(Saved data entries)
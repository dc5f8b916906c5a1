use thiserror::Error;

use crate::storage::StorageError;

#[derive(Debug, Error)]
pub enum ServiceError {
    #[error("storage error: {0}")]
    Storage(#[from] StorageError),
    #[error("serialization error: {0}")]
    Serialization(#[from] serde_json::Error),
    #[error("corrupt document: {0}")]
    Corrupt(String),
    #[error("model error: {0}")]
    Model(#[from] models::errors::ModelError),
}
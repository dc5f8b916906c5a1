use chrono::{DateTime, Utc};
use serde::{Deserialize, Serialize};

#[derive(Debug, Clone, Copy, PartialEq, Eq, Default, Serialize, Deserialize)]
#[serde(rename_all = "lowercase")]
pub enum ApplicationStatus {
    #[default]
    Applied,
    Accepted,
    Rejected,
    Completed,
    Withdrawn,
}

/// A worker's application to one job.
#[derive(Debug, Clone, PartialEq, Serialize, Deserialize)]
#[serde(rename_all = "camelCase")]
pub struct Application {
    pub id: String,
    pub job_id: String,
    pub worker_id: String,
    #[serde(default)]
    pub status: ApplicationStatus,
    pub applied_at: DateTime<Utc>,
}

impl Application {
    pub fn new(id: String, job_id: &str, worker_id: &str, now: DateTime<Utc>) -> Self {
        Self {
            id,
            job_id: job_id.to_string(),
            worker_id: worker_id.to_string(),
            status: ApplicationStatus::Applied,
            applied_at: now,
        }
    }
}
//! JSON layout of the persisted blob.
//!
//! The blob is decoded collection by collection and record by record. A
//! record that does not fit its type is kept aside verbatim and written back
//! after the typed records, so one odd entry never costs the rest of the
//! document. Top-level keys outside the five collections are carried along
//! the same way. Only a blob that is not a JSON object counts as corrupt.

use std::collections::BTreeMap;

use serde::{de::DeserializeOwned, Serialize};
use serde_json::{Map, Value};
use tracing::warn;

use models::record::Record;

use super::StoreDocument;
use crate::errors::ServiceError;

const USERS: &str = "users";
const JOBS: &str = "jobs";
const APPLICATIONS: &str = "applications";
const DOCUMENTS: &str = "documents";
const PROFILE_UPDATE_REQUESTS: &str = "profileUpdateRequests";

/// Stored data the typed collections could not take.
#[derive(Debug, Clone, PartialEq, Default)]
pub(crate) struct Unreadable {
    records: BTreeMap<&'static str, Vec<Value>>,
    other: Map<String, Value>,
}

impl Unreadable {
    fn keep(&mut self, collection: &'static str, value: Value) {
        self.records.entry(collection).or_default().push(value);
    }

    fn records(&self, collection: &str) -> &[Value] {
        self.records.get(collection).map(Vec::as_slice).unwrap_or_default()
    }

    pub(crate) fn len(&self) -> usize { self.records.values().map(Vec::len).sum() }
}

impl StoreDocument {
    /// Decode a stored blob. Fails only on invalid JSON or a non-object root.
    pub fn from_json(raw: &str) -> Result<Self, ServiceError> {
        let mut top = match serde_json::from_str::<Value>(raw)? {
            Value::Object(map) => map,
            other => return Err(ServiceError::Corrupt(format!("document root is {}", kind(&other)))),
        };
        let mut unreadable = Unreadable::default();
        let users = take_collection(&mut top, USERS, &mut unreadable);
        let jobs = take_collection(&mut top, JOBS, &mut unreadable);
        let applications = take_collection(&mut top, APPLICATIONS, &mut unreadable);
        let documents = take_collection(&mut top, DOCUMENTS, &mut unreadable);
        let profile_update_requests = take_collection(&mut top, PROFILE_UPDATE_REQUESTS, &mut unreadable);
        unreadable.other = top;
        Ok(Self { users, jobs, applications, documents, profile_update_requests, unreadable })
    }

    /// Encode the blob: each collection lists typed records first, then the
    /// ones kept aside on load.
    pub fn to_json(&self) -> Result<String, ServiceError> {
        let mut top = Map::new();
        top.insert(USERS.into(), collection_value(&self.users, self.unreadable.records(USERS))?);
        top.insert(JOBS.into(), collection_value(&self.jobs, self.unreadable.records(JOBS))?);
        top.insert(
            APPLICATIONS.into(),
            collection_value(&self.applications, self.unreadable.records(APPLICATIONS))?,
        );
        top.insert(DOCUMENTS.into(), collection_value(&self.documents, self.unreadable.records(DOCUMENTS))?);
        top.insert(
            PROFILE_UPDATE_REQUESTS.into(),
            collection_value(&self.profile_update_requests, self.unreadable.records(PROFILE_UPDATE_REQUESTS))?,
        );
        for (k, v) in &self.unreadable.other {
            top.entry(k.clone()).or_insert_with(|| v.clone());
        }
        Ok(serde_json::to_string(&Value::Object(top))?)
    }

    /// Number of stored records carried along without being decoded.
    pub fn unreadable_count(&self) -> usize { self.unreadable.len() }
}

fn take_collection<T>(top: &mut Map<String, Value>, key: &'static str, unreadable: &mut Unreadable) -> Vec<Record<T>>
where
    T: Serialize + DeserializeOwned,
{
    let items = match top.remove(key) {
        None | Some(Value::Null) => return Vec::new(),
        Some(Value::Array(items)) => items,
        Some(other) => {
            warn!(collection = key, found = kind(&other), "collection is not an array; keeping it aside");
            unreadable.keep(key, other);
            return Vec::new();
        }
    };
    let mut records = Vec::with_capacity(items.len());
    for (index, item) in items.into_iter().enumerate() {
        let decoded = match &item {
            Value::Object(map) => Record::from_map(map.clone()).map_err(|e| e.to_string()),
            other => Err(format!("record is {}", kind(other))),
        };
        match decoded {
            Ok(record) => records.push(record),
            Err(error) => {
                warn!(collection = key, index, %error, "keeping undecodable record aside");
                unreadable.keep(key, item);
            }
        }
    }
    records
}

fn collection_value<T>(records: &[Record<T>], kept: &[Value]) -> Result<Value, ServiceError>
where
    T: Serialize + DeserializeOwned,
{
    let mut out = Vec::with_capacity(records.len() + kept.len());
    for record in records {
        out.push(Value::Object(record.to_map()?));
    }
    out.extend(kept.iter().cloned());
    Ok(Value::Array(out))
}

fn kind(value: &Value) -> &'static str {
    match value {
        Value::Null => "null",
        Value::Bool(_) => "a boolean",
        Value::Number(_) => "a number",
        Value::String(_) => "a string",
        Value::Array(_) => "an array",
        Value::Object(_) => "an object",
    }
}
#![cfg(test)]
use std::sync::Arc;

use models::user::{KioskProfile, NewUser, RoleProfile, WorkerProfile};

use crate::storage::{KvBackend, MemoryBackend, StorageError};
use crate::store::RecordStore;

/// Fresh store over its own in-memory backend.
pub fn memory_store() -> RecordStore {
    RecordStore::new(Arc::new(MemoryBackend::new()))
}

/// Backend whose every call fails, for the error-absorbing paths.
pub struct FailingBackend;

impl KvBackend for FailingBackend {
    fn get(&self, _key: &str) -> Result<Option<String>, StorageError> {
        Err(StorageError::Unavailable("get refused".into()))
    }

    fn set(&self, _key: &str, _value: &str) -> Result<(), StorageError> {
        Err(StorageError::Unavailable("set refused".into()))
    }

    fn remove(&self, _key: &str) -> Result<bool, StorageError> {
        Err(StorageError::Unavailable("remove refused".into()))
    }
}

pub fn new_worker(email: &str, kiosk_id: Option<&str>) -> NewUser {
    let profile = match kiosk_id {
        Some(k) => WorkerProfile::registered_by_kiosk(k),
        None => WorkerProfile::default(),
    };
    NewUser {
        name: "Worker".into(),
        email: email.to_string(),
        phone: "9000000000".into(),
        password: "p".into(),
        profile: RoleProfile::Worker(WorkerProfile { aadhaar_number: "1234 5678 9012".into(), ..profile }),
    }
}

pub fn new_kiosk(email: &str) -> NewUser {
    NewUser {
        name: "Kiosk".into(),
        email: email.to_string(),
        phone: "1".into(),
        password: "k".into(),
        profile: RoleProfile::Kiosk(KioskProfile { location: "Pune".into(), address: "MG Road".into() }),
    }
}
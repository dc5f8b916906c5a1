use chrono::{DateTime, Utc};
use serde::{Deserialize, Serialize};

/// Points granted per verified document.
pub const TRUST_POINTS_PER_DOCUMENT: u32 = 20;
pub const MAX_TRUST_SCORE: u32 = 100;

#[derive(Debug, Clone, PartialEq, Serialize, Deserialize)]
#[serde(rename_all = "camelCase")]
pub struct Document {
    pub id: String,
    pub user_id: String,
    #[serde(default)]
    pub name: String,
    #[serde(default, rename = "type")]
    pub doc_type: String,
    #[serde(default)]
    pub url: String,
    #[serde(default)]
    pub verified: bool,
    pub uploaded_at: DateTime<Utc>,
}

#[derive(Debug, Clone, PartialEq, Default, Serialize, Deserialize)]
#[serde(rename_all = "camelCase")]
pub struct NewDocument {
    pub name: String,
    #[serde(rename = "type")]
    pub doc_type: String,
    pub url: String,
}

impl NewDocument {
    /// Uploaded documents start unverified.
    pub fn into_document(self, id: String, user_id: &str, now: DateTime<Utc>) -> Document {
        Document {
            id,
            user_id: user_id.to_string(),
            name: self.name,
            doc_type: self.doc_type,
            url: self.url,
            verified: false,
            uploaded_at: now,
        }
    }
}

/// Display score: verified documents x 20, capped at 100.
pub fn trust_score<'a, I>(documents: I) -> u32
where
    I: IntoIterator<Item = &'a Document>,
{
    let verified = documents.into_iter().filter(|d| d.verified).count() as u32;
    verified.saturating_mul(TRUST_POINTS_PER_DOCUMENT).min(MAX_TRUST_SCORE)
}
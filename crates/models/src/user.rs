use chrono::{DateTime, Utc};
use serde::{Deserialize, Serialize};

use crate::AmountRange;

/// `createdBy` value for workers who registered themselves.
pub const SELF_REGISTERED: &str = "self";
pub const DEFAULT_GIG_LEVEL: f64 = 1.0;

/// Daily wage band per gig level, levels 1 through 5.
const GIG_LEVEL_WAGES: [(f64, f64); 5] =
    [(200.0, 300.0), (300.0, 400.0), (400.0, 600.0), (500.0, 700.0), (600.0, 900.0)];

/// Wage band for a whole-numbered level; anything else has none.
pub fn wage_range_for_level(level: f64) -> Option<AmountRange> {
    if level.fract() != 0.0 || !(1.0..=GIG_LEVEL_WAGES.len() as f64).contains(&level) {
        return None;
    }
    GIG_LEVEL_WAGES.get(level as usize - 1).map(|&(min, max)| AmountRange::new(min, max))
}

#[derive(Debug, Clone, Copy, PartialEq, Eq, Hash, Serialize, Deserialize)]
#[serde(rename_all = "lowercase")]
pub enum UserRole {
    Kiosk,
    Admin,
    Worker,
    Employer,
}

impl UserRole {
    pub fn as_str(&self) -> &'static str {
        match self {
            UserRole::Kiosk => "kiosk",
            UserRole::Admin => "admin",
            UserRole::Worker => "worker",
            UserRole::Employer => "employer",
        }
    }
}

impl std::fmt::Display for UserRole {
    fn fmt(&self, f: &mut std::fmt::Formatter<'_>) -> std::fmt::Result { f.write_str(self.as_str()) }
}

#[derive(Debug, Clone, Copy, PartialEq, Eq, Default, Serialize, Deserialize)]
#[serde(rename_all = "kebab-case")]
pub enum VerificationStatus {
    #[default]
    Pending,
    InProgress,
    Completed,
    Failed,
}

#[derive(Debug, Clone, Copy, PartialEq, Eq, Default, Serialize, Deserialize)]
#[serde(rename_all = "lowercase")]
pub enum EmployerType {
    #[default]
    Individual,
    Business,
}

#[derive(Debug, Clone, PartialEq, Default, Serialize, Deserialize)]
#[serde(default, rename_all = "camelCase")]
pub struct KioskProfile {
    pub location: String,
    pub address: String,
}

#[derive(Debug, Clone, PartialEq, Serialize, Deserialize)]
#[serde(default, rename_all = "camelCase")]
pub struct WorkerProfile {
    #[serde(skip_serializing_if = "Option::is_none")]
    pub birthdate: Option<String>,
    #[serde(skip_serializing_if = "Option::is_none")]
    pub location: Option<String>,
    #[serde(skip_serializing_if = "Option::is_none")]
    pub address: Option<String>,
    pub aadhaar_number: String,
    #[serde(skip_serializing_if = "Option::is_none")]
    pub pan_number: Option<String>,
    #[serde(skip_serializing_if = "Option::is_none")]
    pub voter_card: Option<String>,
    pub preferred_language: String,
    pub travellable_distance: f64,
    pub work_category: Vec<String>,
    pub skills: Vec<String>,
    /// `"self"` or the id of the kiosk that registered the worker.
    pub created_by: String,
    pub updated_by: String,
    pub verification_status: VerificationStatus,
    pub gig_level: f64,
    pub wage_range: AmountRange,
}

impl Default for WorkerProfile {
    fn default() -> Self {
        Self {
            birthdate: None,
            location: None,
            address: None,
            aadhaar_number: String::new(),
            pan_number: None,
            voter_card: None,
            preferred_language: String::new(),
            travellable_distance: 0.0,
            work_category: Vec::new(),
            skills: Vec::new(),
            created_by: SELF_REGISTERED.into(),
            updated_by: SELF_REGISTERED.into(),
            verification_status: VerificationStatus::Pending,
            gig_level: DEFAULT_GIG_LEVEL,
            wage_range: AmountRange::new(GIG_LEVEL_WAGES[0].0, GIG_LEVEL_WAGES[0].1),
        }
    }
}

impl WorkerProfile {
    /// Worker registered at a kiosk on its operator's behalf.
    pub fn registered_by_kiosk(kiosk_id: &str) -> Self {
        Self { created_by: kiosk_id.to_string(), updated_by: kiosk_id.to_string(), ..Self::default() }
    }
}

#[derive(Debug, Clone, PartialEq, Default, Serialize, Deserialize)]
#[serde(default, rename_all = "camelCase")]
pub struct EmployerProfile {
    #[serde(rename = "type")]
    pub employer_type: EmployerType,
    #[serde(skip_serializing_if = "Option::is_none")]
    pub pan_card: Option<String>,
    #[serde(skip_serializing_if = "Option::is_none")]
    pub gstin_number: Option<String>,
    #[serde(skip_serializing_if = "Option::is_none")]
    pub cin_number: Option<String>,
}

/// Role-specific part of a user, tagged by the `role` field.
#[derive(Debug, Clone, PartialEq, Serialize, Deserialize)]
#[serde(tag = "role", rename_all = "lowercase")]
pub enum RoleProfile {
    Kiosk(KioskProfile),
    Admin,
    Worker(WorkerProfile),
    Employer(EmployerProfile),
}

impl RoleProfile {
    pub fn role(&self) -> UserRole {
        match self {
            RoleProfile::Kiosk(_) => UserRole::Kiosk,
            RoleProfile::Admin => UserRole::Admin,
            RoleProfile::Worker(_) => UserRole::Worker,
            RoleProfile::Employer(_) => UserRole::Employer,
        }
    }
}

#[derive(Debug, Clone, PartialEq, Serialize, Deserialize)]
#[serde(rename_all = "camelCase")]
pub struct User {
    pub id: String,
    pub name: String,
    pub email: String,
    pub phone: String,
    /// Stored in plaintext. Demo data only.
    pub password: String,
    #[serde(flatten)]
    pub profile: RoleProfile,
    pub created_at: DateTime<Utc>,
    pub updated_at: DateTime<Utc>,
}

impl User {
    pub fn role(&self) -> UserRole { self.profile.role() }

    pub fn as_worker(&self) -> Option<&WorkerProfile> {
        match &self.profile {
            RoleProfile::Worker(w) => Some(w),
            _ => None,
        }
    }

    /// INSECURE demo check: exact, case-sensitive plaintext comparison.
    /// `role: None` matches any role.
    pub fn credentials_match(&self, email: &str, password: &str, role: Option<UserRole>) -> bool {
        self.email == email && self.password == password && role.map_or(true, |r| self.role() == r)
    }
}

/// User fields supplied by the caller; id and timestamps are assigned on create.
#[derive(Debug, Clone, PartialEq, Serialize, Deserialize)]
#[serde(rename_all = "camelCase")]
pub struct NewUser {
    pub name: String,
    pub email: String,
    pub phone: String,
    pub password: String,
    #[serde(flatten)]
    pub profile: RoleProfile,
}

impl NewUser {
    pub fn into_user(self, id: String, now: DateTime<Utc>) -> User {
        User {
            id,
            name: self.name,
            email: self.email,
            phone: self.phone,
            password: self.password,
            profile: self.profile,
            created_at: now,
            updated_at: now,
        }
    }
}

**Assignment**
Show each line of the records above containing "MemoryBackend".

**Exercise result**
use crate::storage::{KvBackend, MemoryBackend, StorageError};
    RecordStore::new(Arc::new(MemoryBackend::new()))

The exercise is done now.